Why is GP training in the news?
Pulse revealed in June that there had been a 4% decrease in the number of GP training posts filled in England, with some regions facing shortfalls of 40% in the number of training posts filled.
Following an unprecedented third round of recruitment, an extra 124 training posts were filled – representing 88% of all posts. This was an increase of 1% from the posts filled before the third round.
What are the implications of this?
Health Education England has been tasked with increasing the number of graduates beginning GP training to 3,250 per year by 2016, which was extended from 2015 earlier this year.
This August, only 2,564 medical graduates entered general practice in England.
GPs have warned that a failure to increase the number of graduates will exacerbate a recruitment crisis, which is seeing practices waiting longer than a year to recruit partners.
All the major political parties have also based their health strategies around increasing the number of GPs being trained so they can move care from hospitals to the community and increase GP access.
What was done about the issue in the short term?
Alongside the third round of recruitment, HEE has implemented a ‘pre-GP training year’ in some areas, which will give trainees who failed to pass the assessments for entering GP training this year to gain a year’s experience in secondary care to improve their chances of passing next year.
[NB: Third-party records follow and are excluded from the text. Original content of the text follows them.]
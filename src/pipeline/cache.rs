//! Type-indexed cache of compiled pipelines.
//!
//! Reads take no lock: the whole map lives behind an `ArcSwap` and lookups
//! clone one `Arc` out of the current snapshot. Writes are copy-on-write
//! with a compare-and-swap retry loop. Entries are never evicted.

use std::any::{Any, TypeId};
use std::collections::HashMap;
use std::sync::Arc;

use arc_swap::ArcSwap;

/// Type-erased compiled pipeline. The dispatcher downcasts back to
/// `Pipeline<C>` at the typed entry point.
pub(crate) type CachedPipeline = Arc<dyn Any + Send + Sync>;

pub(crate) struct PipelineCache {
    entries: ArcSwap<HashMap<TypeId, CachedPipeline>>,
}

impl PipelineCache {
    pub(crate) fn new() -> Self {
        Self {
            entries: ArcSwap::from_pointee(HashMap::new()),
        }
    }

    /// Lock-free lookup of the cached pipeline for `key`.
    pub(crate) fn get(&self, key: TypeId) -> Option<CachedPipeline> {
        self.entries.load().get(&key).cloned()
    }

    /// Insert `built` unless a racing caller got there first.
    ///
    /// Returns the retained entry either way: concurrent first dispatches
    /// may each compile a pipeline, but exactly one survives and every
    /// caller ends up invoking that one.
    pub(crate) fn insert_or_retained(&self, key: TypeId, built: CachedPipeline) -> CachedPipeline {
        let mut current = self.entries.load();
        loop {
            if let Some(existing) = current.get(&key) {
                return Arc::clone(existing);
            }
            let mut next = HashMap::clone(&**current);
            next.insert(key, Arc::clone(&built));
            let prev = self.entries.compare_and_swap(&*current, Arc::new(next));
            if Arc::ptr_eq(&*current, &*prev) {
                return built;
            }
            current = prev;
        }
    }

    #[cfg(test)]
    pub(crate) fn len(&self) -> usize {
        self.entries.load().len()
    }
}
However, GP leaders have said that the main reason behind this is to fill secondary care rotas, as GP trainees usually fill the rotas but the shortfall in trainee numbers have left gaps.
What is being done in the long term?
A report was commissioned by the Government from a taskforce led by GP education heads.
It recommended a capping of secondary care training positions in order to boost GP trainee numbers, and that practices should be offered grants of £20,000 to create space in their premises to take on more trainee but HEE has not yet responded on how it will implement the proposals.